Gemma, George, the bird Toscanini, and the Queen of the Night cutting move to a new place in Buenos Aires. After the flower bloomed for the first time in New York, Gemma got the offer to move to Buenos Aires. She thinks Caruso might have put in a good word for her. The Teatro Colon is very tolerant of Gemma’s migraines, which are getting worse after the earthquake. George finds steady gigs as a musician, including playing tango in cafes and working for the opera. Gemma prepares for Tosca and plans to write Alice and Suling with their new address. In Suling’s latest letter, she told them she’d been promoted at Callot Soeurs, and Alice’s latest letter mentioned that she is traveling on the East Coast. Gemma hopes that Henry is dead. However, a year later, they get Alice’s telegram about the Phoenix Crown and head to Paris.

Interlude Analysis

The Entr’acte is the shortest section, but it spans several years and countries. This section takes place between 1906 and 1911, and the three chapters are each from a different perspective: Alice in the Tahoe area, Suling in Paris, and Gemma in Buenos Aires. The section ends around the same time as the Prologue—the narratives converge by Act II. All of the women work hard during this time period, both to pay their bills and to advance their aspirations, developing the theme of Class, Labor, and Gender. In 1906, Suling works “as a seamstress in Oakland to pay rent for her and Reggie, those talented fingers wasted on cheap calico as she was paid half what a white seamstress would get” (285). Wage inequality bound up with both sexism and racism. A few years later, Suling obtains a better job in Paris, sewing more artistic fabrics and designs. Suling wonders, “If not for [working at] Callot Soeurs, would she be as haunted as Reggie?” (292). Advancing her career, and rising in socioeconomic class, helps her manage the trauma she endured in San Francisco.

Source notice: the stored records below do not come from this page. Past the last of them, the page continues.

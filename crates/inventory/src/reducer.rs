//! Lot reducer: folds a group of lots into one aggregated position.
//!
//! Both modes share grouping and timestamp reconciliation; they differ only in
//! how the cost fields of the accumulator evolve.
//!
//! Fold order is the arrival order of lots from the source. Quantity and
//! timestamps do not depend on it; the blended cost in COST mode does, because
//! each step compares against the most expensive lot seen *so far*.
//!
//! In COST mode the accumulator's `unit_cost` is the seed lot's cost for the
//! whole fold. Every step pairs it with the incoming lot's cost.

use std::cmp::Ordering;
use std::collections::HashMap;

use rust_decimal::Decimal;
use serde::{Deserialize, Serialize};

use lotwise_catalog::{CategoryDirectory, CategoryDisplay};

use crate::blend::CostBlender;
use crate::config::CostingConfig;
use crate::key::{GroupKey, identify};
use crate::lot::RawLot;
use crate::position::AggregatedPosition;
use crate::reconcile::Lifespan;

/// How cost fields are folded.
#[derive(Debug, Clone, Copy, PartialEq, Eq, Hash, Serialize, Deserialize)]
#[serde(rename_all = "lowercase")]
pub enum AggregationMode {
    /// Weighted-average costing with derived sale price (inventory display).
    Cost,
    /// Plain quantity sum keeping the most recently updated cost (sell flow).
    Sum,
}

/// Groups lots and folds each group.
#[derive(Debug, Clone, Copy, Default)]
pub struct Aggregator {
    blender: CostBlender,
}

impl Aggregator {
    pub fn new(config: &CostingConfig) -> Self {
        Self {
            blender: config.blender(),
        }
    }

    pub fn with_blender(blender: CostBlender) -> Self {
        Self { blender }
    }

    /// One aggregation pass over all lots.
    ///
    /// Positions come back in order of each group's first lot.
    pub fn aggregate(
        &self,
        lots: &[RawLot],
        categories: &CategoryDirectory,
        mode: AggregationMode,
    ) -> Vec<AggregatedPosition> {
        let groups = group(lots, categories);
        let unresolved = groups.iter().filter(|g| !g.category.resolved).count();

        let positions: Vec<_> = groups
            .into_iter()
            .filter_map(|g| self.reduce(g.lots, g.category, mode))
            .collect();

        tracing::debug!(
            lots = lots.len(),
            groups = positions.len(),
            unresolved_groups = unresolved,
            ?mode,
            "aggregated lots"
        );
        positions
    }

    /// Fold lots that share one key. Returns `None` for an empty group.
    pub fn reduce<'a>(
        &self,
        lots: impl IntoIterator<Item = &'a RawLot>,
        category: CategoryDisplay,
        mode: AggregationMode,
    ) -> Option<AggregatedPosition> {
        let mut lots = lots.into_iter();
        let first = lots.next()?;
        let mut acc = self.seed(first, category, mode);
        for lot in lots {
            self.fold(&mut acc, lot, mode);
        }
        Some(acc)
    }

    fn seed(
        &self,
        lot: &RawLot,
        category: CategoryDisplay,
        mode: AggregationMode,
    ) -> AggregatedPosition {
        let current_sale_price = match mode {
            AggregationMode::Cost => self.blender.sale_price(lot.unit_cost),
            AggregationMode::Sum => lot.unit_cost,
        };
        AggregatedPosition {
            id: lot.id.clone(),
            name: lot.name.clone(),
            category,
            quantity: lot.quantity,
            unit_cost: lot.unit_cost,
            average_unit_cost: lot.unit_cost,
            current_sale_price,
            most_expensive_unit_cost: lot.unit_cost,
            most_expensive_lot: lot.id.clone(),
            lot_count: 1,
            created_at: lot.created_at,
            updated_at: lot.updated_at,
        }
    }

    fn fold(&self, acc: &mut AggregatedPosition, lot: &RawLot, mode: AggregationMode) {
        acc.quantity = acc.quantity.saturating_add(lot.quantity);

        if lot.unit_cost > acc.most_expensive_unit_cost {
            acc.most_expensive_unit_cost = lot.unit_cost;
            acc.most_expensive_lot = lot.id.clone();
        }

        match mode {
            AggregationMode::Cost => {
                let (current, new_batch) = order_by_creation(acc, lot);
                let blended = self
                    .blender
                    .blend(current, new_batch, acc.most_expensive_unit_cost);
                acc.average_unit_cost = blended.average_unit_cost;
                acc.current_sale_price = blended.sale_price;
            }
            AggregationMode::Sum => {
                if lot.updated_at > acc.updated_at {
                    acc.unit_cost = lot.unit_cost;
                    acc.average_unit_cost = lot.unit_cost;
                    acc.current_sale_price = lot.unit_cost;
                }
            }
        }

        // Must run after the mode step: both modes compare pre-merge instants.
        let span = Lifespan::new(acc.created_at, acc.updated_at)
            .merge(Lifespan::new(lot.created_at, lot.updated_at));
        acc.created_at = span.created_at;
        acc.updated_at = span.updated_at;

        acc.lot_count += 1;
    }
}

/// `(current, new_batch)`: the cost of the earlier-created record first.
///
/// On equal creation instants both slots take the incoming lot's cost.
fn order_by_creation(acc: &AggregatedPosition, lot: &RawLot) -> (Decimal, Decimal) {
    match acc.created_at.cmp(&lot.created_at) {
        Ordering::Less => (acc.unit_cost, lot.unit_cost),
        Ordering::Greater => (lot.unit_cost, acc.unit_cost),
        Ordering::Equal => (lot.unit_cost, lot.unit_cost),
    }
}

/// Lots sharing one key, in arrival order.
#[derive(Debug)]
pub struct LotGroup<'a> {
    pub key: GroupKey,
    pub category: CategoryDisplay,
    pub lots: Vec<&'a RawLot>,
}

/// Partition lots by key, keeping first-seen group order and arrival order
/// within each group.
pub fn group<'a>(lots: &'a [RawLot], categories: &CategoryDirectory) -> Vec<LotGroup<'a>> {
    let mut index: HashMap<GroupKey, usize> = HashMap::new();
    let mut groups: Vec<LotGroup<'a>> = Vec::new();

    for lot in lots {
        let (key, category) = identify(lot, categories);
        match index.get(&key) {
            Some(&i) => groups[i].lots.push(lot),
            None => {
                index.insert(key.clone(), groups.len());
                groups.push(LotGroup {
                    key,
                    category,
                    lots: vec![lot],
                });
            }
        }
    }

    groups
}

/// Aggregate with the default costing configuration.
pub fn aggregate(
    lots: &[RawLot],
    categories: &CategoryDirectory,
    mode: AggregationMode,
) -> Vec<AggregatedPosition> {
    Aggregator::default().aggregate(lots, categories, mode)
}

Reggie is unable to do any serious painting, and her artistic block illustrates one aspect of The Relationship Between Art and Trauma. The trauma of being imprisoned in the asylum leaves her unable do any form of art other than small sketches and teaching “Americans in Paris how to paint” (290). Despite this limitation, Paris presents her with a level of freedom she has never experienced before. Reggie and Suling are even able to live openly as a couple. In Paris, “residents [are] accustomed to living with eccentric artists in their midst” (289). However, it isn’t until after the women confront Henry and have him arrested that Reggie can paint again. Trauma does not inspire art in her case—it takes away the ability to make art.

Like Suling, Gemma takes odd jobs to make ends meet until she gets a break in her career. She sings “in a church to make ends meet” (285) until she is hired by the opera in Buenos Aires. Gemma also finds success in love and marries George. He “never seemed to worry about work, but somehow he always found it” (296). This develops the theme of Class, Labor, and Gender. It is easier for men to find work than women. This fact upsets Alice. She thinks, “Why did it have to be so hard for talented girls, trying to succeed at anything?” (285). Women like Suling have to face both institutional sexism and racism. Suling, Gemma, and Reggie all face class-based discrimination. They have had to rely on upper class patrons like Henry, who do not care about their safety.

In this section, the symbol of the dragon robe is developed. It becomes Suling’s lucky charm when it helps her land the job in Paris. After “[o]ne look at Suling’s portfolio of embroidery, and after gasping over the dragon robe, the eldest Callot sister had hired Suling on the spot” (289). Her repair work on the robe demonstrates her artistry. Suling relies on the luck of this robe in Act II to gain entrance to a party where Henry and Reggie are.